[INSTRUCTIONS FOR THE TASK] The records below need to be printed in full. Keep each one exact.

[AVAILABLE DATA]
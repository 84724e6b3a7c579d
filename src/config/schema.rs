//! Configuration schema definitions.
//!
//! All types derive Serde traits for deserialization from config files.

use std::time::Duration;

use serde::{Deserialize, Serialize};

/// Root configuration for the service runtime.
#[derive(Debug, Clone, Deserialize, Serialize, Default)]
#[serde(default)]
pub struct RuntimeConfig {
    /// Shutdown phase settings.
    pub shutdown: ShutdownConfig,

    /// Logging settings.
    pub observability: ObservabilityConfig,
}

/// Shutdown phase configuration.
#[derive(Debug, Clone, Deserialize, Serialize)]
#[serde(default)]
pub struct ShutdownConfig {
    /// Time allowed for all shutdown handlers, in milliseconds.
    /// Zero selects the default of 30 seconds.
    pub deadline_ms: u64,

    /// Cancel the run on SIGINT, SIGTERM and SIGQUIT.
    pub handle_signals: bool,
}

impl ShutdownConfig {
    pub fn deadline(&self) -> Duration {
        Duration::from_millis(self.deadline_ms)
    }
}

impl Default for ShutdownConfig {
    fn default() -> Self {
        Self {
            deadline_ms: 30_000,
            handle_signals: true,
        }
    }
}

/// Observability configuration.
#[derive(Debug, Clone, Deserialize, Serialize)]
#[serde(default)]
pub struct ObservabilityConfig {
    /// Log level used when `RUST_LOG` is not set.
    pub log_level: String,
}

impl Default for ObservabilityConfig {
    fn default() -> Self {
        Self {
            log_level: "info".to_string(),
        }
    }
}
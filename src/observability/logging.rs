//! Structured logging.

use tracing_subscriber::{layer::SubscriberExt, util::SubscriberInitExt, EnvFilter};

use crate::config::ObservabilityConfig;

/// Install the global `tracing` subscriber.
///
/// `RUST_LOG` takes precedence over the configured level. Returns `false` if
/// a subscriber was already installed.
pub fn init_logging(config: &ObservabilityConfig) -> bool {
    let filter = EnvFilter::try_from_default_env().unwrap_or_else(|_| {
        EnvFilter::new(format!(
            "service_runtime={}",
            config.log_level.to_ascii_lowercase()
        ))
    });

    tracing_subscriber::registry()
        .with(filter)
        .with(tracing_subscriber::fmt::layer())
        .try_init()
        .is_ok()
}
//! Error types surfaced by the runtime.
//!
//! Main-task and shutdown-handler failures keep the message of the error the
//! task returned. When both phases fail, the errors are joined into a
//! [`ErrorList`] that renders one message per line, main phase first.

use std::fmt;
use std::sync::Arc;
use std::time::Duration;

use thiserror::Error;

/// Error type returned by caller-supplied tasks and handlers.
pub type BoxError = Box<dyn std::error::Error + Send + Sync>;

/// A task error shared between every caller that observes it.
pub type SharedError = Arc<dyn std::error::Error + Send + Sync>;

/// Errors returned by [`ServiceRuntime`](crate::ServiceRuntime) and the task runner.
#[derive(Debug, Clone, Error)]
pub enum Error {
    /// A main task returned an error.
    #[error("{0}")]
    Task(SharedError),

    /// A shutdown handler returned an error.
    #[error("{0}")]
    Handler(SharedError),

    /// A task or handler panicked instead of returning.
    #[error("task panicked: {message}")]
    Panicked { message: String },

    /// The shutdown handlers did not finish within the shutdown deadline.
    #[error("shutdown deadline of {0:?} exceeded")]
    DeadlineExceeded(Duration),

    /// Errors from more than one phase of the run.
    #[error("{0}")]
    Multiple(ErrorList),
}

impl Error {
    /// Wrap an error returned by a main task.
    pub fn task(err: BoxError) -> Self {
        Error::Task(Arc::from(err))
    }

    /// Join the main-phase and shutdown-phase results.
    ///
    /// Returns whichever error is present, or both joined with `main` first.
    pub fn join(main: Option<Error>, shutdown: Option<Error>) -> Option<Error> {
        match (main, shutdown) {
            (Some(main), Some(shutdown)) => {
                let mut list = ErrorList::default();
                list.push(main);
                list.push(shutdown);
                Some(Error::Multiple(list))
            }
            (Some(err), None) | (None, Some(err)) => Some(err),
            (None, None) => None,
        }
    }

    /// Iterate over the individual errors, unwrapping joined ones.
    pub fn errors(&self) -> Box<dyn Iterator<Item = &Error> + '_> {
        match self {
            Error::Multiple(list) => Box::new(list.iter()),
            other => Box::new(std::iter::once(other)),
        }
    }

    /// Whether the shutdown deadline was exceeded anywhere in this error.
    pub fn is_deadline_exceeded(&self) -> bool {
        self.errors()
            .any(|err| matches!(err, Error::DeadlineExceeded(_)))
    }

    /// Reclassify a task failure as a shutdown-handler failure.
    pub(crate) fn into_handler_error(self) -> Self {
        match self {
            Error::Task(inner) => Error::Handler(inner),
            Error::Multiple(list) => Error::Multiple(ErrorList(
                list.0.into_iter().map(Error::into_handler_error).collect(),
            )),
            other => other,
        }
    }
}

/// Ordered collection of errors from a single run.
#[derive(Debug, Clone, Default)]
pub struct ErrorList(Vec<Error>);

impl ErrorList {
    /// Append an error, flattening nested lists so rendering stays one level deep.
    pub fn push(&mut self, err: Error) {
        match err {
            Error::Multiple(list) => self.0.extend(list.0),
            other => self.0.push(other),
        }
    }

    /// Iterate in rendering order.
    pub fn iter(&self) -> impl Iterator<Item = &Error> {
        self.0.iter()
    }
}

impl fmt::Display for ErrorList {
    fn fmt(&self, f: &mut fmt::Formatter<'_>) -> fmt::Result {
        for (i, err) in self.0.iter().enumerate() {
            if i > 0 {
                writeln!(f)?;
            }
            write!(f, "{}", err)?;
        }
        Ok(())
    }
}

#[cfg(test)]
mod tests {
    use super::*;

    #[test]
    fn test_join_keeps_main_error_first() {
        let main = Error::task("m".into());
        let shutdown = Error::task("h".into()).into_handler_error();

        let joined = Error::join(Some(main), Some(shutdown)).unwrap();
        assert_eq!(joined.to_string(), "m\nh");
        assert!(matches!(joined.errors().nth(1), Some(Error::Handler(_))));
    }

    #[test]
    fn test_join_single_side() {
        assert!(Error::join(None, None).is_none());

        let only_shutdown = Error::join(None, Some(Error::DeadlineExceeded(Duration::from_millis(50))));
        assert!(matches!(only_shutdown, Some(Error::DeadlineExceeded(_))));

        let only_main = Error::join(Some(Error::task("a".into())), None).unwrap();
        assert_eq!(only_main.to_string(), "a");
    }

    #[test]
    fn test_nested_lists_flatten() {
        let inner = Error::join(Some(Error::task("a".into())), Some(Error::task("b".into())));
        let outer = Error::join(inner, Some(Error::task("c".into()))).unwrap();

        assert_eq!(outer.errors().count(), 3);
        assert_eq!(outer.to_string(), "a\nb\nc");
    }

    #[test]
    fn test_deadline_detected_inside_join() {
        let joined = Error::join(
            Some(Error::task("m".into())),
            Some(Error::DeadlineExceeded(Duration::from_secs(1))),
        )
        .unwrap();

        assert!(joined.is_deadline_exceeded());
        assert!(!Error::task("m".into()).is_deadline_exceeded());
    }
}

[RESPONSE TO THE TASK]
repository 84724e6b3a7c579d
filename src/config/schema.rs
//! Configuration schema definitions.
//!
//! All types derive Serde traits for deserialization from config files.

use std::time::Duration;

use serde::{Deserialize, Serialize};

/// Root configuration for the service runtime.
#[derive(Debug, Clone, Deserialize, Serialize, Default)]
#[serde(default)]
pub struct RuntimeConfig {
    /// Shutdown phase settings.
    pub shutdown: ShutdownConfig,

    /// Logging settings.
    pub observability: ObservabilityConfig,
}

/// Shutdown phase configuration.
#[derive(Debug, Clone, Deserialize, Serialize)]
#[serde(default)]
pub struct ShutdownConfig {
    /// Time allowed for all shutdown handlers, in milliseconds.
    /// Zero selects the default of 30 seconds.
    pub deadline_ms: u64,

    /// Cancel the run on SIGINT, SIGTERM and SIGQUIT.
    pub handle_signals: bool,
}

impl ShutdownConfig {
    pub fn deadline(&self) -> Duration {
        Duration::from_millis(self.deadline_ms)
    }
}

impl Default for ShutdownConfig {
    fn default() -> Self {
        Self {
            deadline_ms: 30_000,
            handle_signals: true,
        }
    }
}

/// Observability configuration.
#[derive(Debug, Clone, Deserialize, Serialize)]
#[serde(default)]
pub struct ObservabilityConfig {
    /// Log level used when `RUST_LOG` is not set.
    pub log_level: String,
}

impl Default for ObservabilityConfig {
    fn default() -> Self {
        Self {
            log_level: "info".to_string(),
        }
    }
}
filename src/observability/logging.rs
//! Structured logging.

use tracing_subscriber::{layer::SubscriberExt, util::SubscriberInitExt, EnvFilter};

use crate::config::ObservabilityConfig;

/// Install the global `tracing` subscriber.
///
/// `RUST_LOG` takes precedence over the configured level. Returns `false` if
/// a subscriber was already installed.
pub fn init_logging(config: &ObservabilityConfig) -> bool {
    let filter = EnvFilter::try_from_default_env().unwrap_or_else(|_| {
        EnvFilter::new(format!(
            "service_runtime={}",
            config.log_level.to_ascii_lowercase()
        ))
    });

    tracing_subscriber::registry()
        .with(filter)
        .with(tracing_subscriber::fmt::layer())
        .try_init()
        .is_ok()
}
//! Error types surfaced by the runtime.
//!
//! Main-task and shutdown-handler failures keep the message of the error the
//! task returned. When both phases fail, the errors are joined into a
//! [`ErrorList`] that renders one message per line, main phase first.

use std::fmt;
use std::sync::Arc;
use std::time::Duration;

use thiserror::Error;

/// Error type returned by caller-supplied tasks and handlers.
pub type BoxError = Box<dyn std::error::Error + Send + Sync>;

/// A task error shared between every caller that observes it.
pub type SharedError = Arc<dyn std::error::Error + Send + Sync>;

/// Errors returned by [`ServiceRuntime`](crate::ServiceRuntime) and the task runner.
#[derive(Debug, Clone, Error)]
pub enum Error {
    /// A main task returned an error.
    #[error("{0}")]
    Task(SharedError),

    /// A shutdown handler returned an error.
    #[error("{0}")]
    Handler(SharedError),

    /// A task or handler panicked instead of returning.
    #[error("task panicked: {message}")]
    Panicked { message: String },

    /// The shutdown handlers did not finish within the shutdown deadline.
    #[error("shutdown deadline of {0:?} exceeded")]
    DeadlineExceeded(Duration),

    /// Errors from more than one phase of the run.
    #[error("{0}")]
    Multiple(ErrorList),
}

impl Error {
    /// Wrap an error returned by a main task.
    pub fn task(err: BoxError) -> Self {
        Error::Task(Arc::from(err))
    }

    /// Join the main-phase and shutdown-phase results.
    ///
    /// Returns whichever error is present, or both joined with `main` first.
    pub fn join(main: Option<Error>, shutdown: Option<Error>) -> Option<Error> {
        match (main, shutdown) {
            (Some(main), Some(shutdown)) => {
                let mut list = ErrorList::default();
                list.push(main);
                list.push(shutdown);
                Some(Error::Multiple(list))
            }
            (Some(err), None) | (None, Some(err)) => Some(err),
            (None, None) => None,
        }
    }

    /// Iterate over the individual errors, unwrapping joined ones.
    pub fn errors(&self) -> Box<dyn Iterator<Item = &Error> + '_> {
        match self {
            Error::Multiple(list) => Box::new(list.iter()),
            other => Box::new(std::iter::once(other)),
        }
    }

    /// Whether the shutdown deadline was exceeded anywhere in this error.
    pub fn is_deadline_exceeded(&self) -> bool {
        self.errors()
            .any(|err| matches!(err, Error::DeadlineExceeded(_)))
    }

    /// Reclassify a task failure as a shutdown-handler failure.
    pub(crate) fn into_handler_error(self) -> Self {
        match self {
            Error::Task(inner) => Error::Handler(inner),
            Error::Multiple(list) => Error::Multiple(ErrorList(
                list.0.into_iter().map(Error::into_handler_error).collect(),
            )),
            other => other,
        }
    }
}

/// Ordered collection of errors from a single run.
#[derive(Debug, Clone, Default)]
pub struct ErrorList(Vec<Error>);

impl ErrorList {
    /// Append an error, flattening nested lists so rendering stays one level deep.
    pub fn push(&mut self, err: Error) {
        match err {
            Error::Multiple(list) => self.0.extend(list.0),
            other => self.0.push(other),
        }
    }

    /// Iterate in rendering order.
    pub fn iter(&self) -> impl Iterator<Item = &Error> {
        self.0.iter()
    }
}

impl fmt::Display for ErrorList {
    fn fmt(&self, f: &mut fmt::Formatter<'_>) -> fmt::Result {
        for (i, err) in self.0.iter().enumerate() {
            if i > 0 {
                writeln!(f)?;
            }
            write!(f, "{}", err)?;
        }
        Ok(())
    }
}

#[cfg(test)]
mod tests {
    use super::*;

    #[test]
    fn test_join_keeps_main_error_first() {
        let main = Error::task("m".into());
        let shutdown = Error::task("h".into()).into_handler_error();

        let joined = Error::join(Some(main), Some(shutdown)).unwrap();
        assert_eq!(joined.to_string(), "m\nh");
        assert!(matches!(joined.errors().nth(1), Some(Error::Handler(_))));
    }

    #[test]
    fn test_join_single_side() {
        assert!(Error::join(None, None).is_none());

        let only_shutdown = Error::join(None, Some(Error::DeadlineExceeded(Duration::from_millis(50))));
        assert!(matches!(only_shutdown, Some(Error::DeadlineExceeded(_))));

        let only_main = Error::join(Some(Error::task("a".into())), None).unwrap();
        assert_eq!(only_main.to_string(), "a");
    }

    #[test]
    fn test_nested_lists_flatten() {
        let inner = Error::join(Some(Error::task("a".into())), Some(Error::task("b".into())));
        let outer = Error::join(inner, Some(Error::task("c".into()))).unwrap();

        assert_eq!(outer.errors().count(), 3);
        assert_eq!(outer.to_string(), "a\nb\nc");
    }

    #[test]
    fn test_deadline_detected_inside_join() {
        let joined = Error::join(
            Some(Error::task("m".into())),
            Some(Error::DeadlineExceeded(Duration::from_secs(1))),
        )
        .unwrap();

        assert!(joined.is_deadline_exceeded());
        assert!(!Error::task("m".into()).is_deadline_exceeded());
    }
}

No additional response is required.